▶ **The task**
Please copy exactly the lines that run from the start of the entries to the line containing "use std::sync::Arc;", inclusive.

---- Data for processing

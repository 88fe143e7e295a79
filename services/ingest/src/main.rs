//! Linehaul ingest service
//!
//! Consumes object-created notifications for raw edge access logs and runs
//! the Classifier on each object.
//!
//! # Architecture
//!
//! ```text
//! linehaul.objects -> ObjectNotificationHandler -> Classifier -> result bucket
//! ```
//!
//! Configuration is loaded from `config/ingest`, `/etc/linehaul/ingest` and
//! `INGEST__*` environment variables. See `config.rs` for the options.

use anyhow::{Context, Result};
use linehaul_ingest::{ClassificationOutcome, Classifier, FastlyLineParser, IngestConfig};
use linehaul_pipeline::{
    async_trait, ConsumerError, IncomingMessage, LinehaulConsumer, LinehaulProducer,
    MessageHandler, ObjectNotification,
};
use linehaul_storage::S3ObjectStore;
use std::sync::Arc;
use tokio::signal;
use tracing::{error, info, instrument, warn};
use tracing_subscriber::{fmt, layer::SubscriberExt, util::SubscriberInitExt, EnvFilter};

/// Runs the Classifier for every object notification
struct ObjectNotificationHandler {
    classifier: Classifier,
}

#[async_trait]
impl MessageHandler for ObjectNotificationHandler {
    #[instrument(skip(self, message), fields(offset = message.metadata.offset))]
    async fn handle(&self, message: IncomingMessage) -> Result<(), ConsumerError> {
        let notification = ObjectNotification::from_json(&message.payload)
            .map_err(|e| ConsumerError::DeserializationError(e.to_string()))?;

        match self
            .classifier
            .process(&notification.bucket, &notification.name)
            .await
        {
            Ok(ClassificationOutcome::Processed(report)) => {
                info!(
                    source = %report.source,
                    total = report.lines.total,
                    partitions = report.partitions.len(),
                    unprocessed = report.lines.unprocessed,
                    "Processed raw log object"
                );
                Ok(())
            }
            Ok(ClassificationOutcome::Skipped) => Ok(()),
            Err(e) => Err(ConsumerError::ProcessingError(e.to_string())),
        }
    }
}

#[tokio::main]
async fn main() -> Result<()> {
    let config = IngestConfig::load().context("Failed to load configuration")?;

    init_tracing(&config.service.log_level);

    info!(
        service = %config.service.name,
        version = env!("CARGO_PKG_VERSION"),
        result_bucket = %config.classifier.result_bucket,
        "Starting Linehaul ingest service"
    );

    config.validate().context("Invalid configuration")?;

    init_metrics(config.service.metrics_port)?;

    let store = Arc::new(S3ObjectStore::new(&config.s3).await);
    let classifier = Classifier::new(
        store,
        Arc::new(FastlyLineParser),
        config.classifier.result_bucket.clone(),
    );

    let dlq_producer = Arc::new(
        LinehaulProducer::new(config.kafka.clone()).context("Failed to create DLQ producer")?,
    );
    let consumer = LinehaulConsumer::new(&config.kafka)
        .context("Failed to create Kafka consumer")?
        .with_dlq_producer(dlq_producer);
    consumer
        .subscribe(&[config.kafka.topics.object_notifications.as_str()])
        .context("Failed to subscribe to object notifications")?;

    let shutdown = consumer.shutdown_handle();
    let handler = Arc::new(ObjectNotificationHandler { classifier });

    let mut consumer_handle = tokio::spawn(async move { consumer.run(handler).await });

    info!("Ingest service started");

    // A consumer that stops on its own (e.g. a failed rewind) takes the
    // service down so it restarts from the last committed offset.
    let consumer_result = tokio::select! {
        _ = shutdown_signal() => {
            info!("Shutting down ingest service");
            if shutdown.send(()).is_err() {
                warn!("Consumer already stopped");
            }
            (&mut consumer_handle).await
        }
        result = &mut consumer_handle => result,
    };

    consumer_result
        .context("Consumer task failed")?
        .context("Kafka consumer stopped")?;

    info!("Ingest service stopped");

    Ok(())
}

/// Initialize tracing/logging
fn init_tracing(log_level: &str) {
    let env_filter =
        EnvFilter::try_from_default_env().unwrap_or_else(|_| EnvFilter::new(log_level));

    tracing_subscriber::registry()
        .with(env_filter)
        .with(fmt::layer().json())
        .init();
}

/// Initialize Prometheus metrics exporter
fn init_metrics(port: u16) -> Result<()> {
    metrics_exporter_prometheus::PrometheusBuilder::new()
        .with_http_listener(([0, 0, 0, 0], port))
        .install()
        .context("Failed to install Prometheus metrics exporter")?;

    info!(port, "Prometheus metrics exporter started");

    Ok(())
}

/// Wait for shutdown signal (SIGINT or SIGTERM)
async fn shutdown_signal() {
    let ctrl_c = async {
        if let Err(e) = signal::ctrl_c().await {
            error!(error = %e, "Failed to listen for Ctrl+C");
            std::future::pending::<()>().await;
        }
    };

    #[cfg(unix)]
    let terminate = async {
        match signal::unix::signal(signal::unix::SignalKind::terminate()) {
            Ok(mut sigterm) => {
                sigterm.recv().await;
            }
            Err(e) => {
                error!(error = %e, "Failed to install SIGTERM handler");
                std::future::pending::<()>().await;
            }
        }
    };

    #[cfg(not(unix))]
    let terminate = std::future::pending::<()>();

    tokio::select! {
        _ = ctrl_c => {
            info!("Received Ctrl+C signal");
        }
        _ = terminate => {
            info!("Received SIGTERM signal");
        }
    }
}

--------

▶ **Task response**
repository 88fe143e7e295a79
filename services/ingest/src/main.rs
//! Linehaul ingest service
//!
//! Consumes object-created notifications for raw edge access logs and runs
//! the Classifier on each object.
//!
//! # Architecture
//!
//! ```text
//! linehaul.objects -> ObjectNotificationHandler -> Classifier -> result bucket
//! ```
//!
//! Configuration is loaded from `config/ingest`, `/etc/linehaul/ingest` and
//! `INGEST__*` environment variables. See `config.rs` for the options.

use anyhow::{Context, Result};
use linehaul_ingest::{ClassificationOutcome, Classifier, FastlyLineParser, IngestConfig};
use linehaul_pipeline::{
    async_trait, ConsumerError, IncomingMessage, LinehaulConsumer, LinehaulProducer,
    MessageHandler, ObjectNotification,
};
use linehaul_storage::S3ObjectStore;
use std::sync::Arc;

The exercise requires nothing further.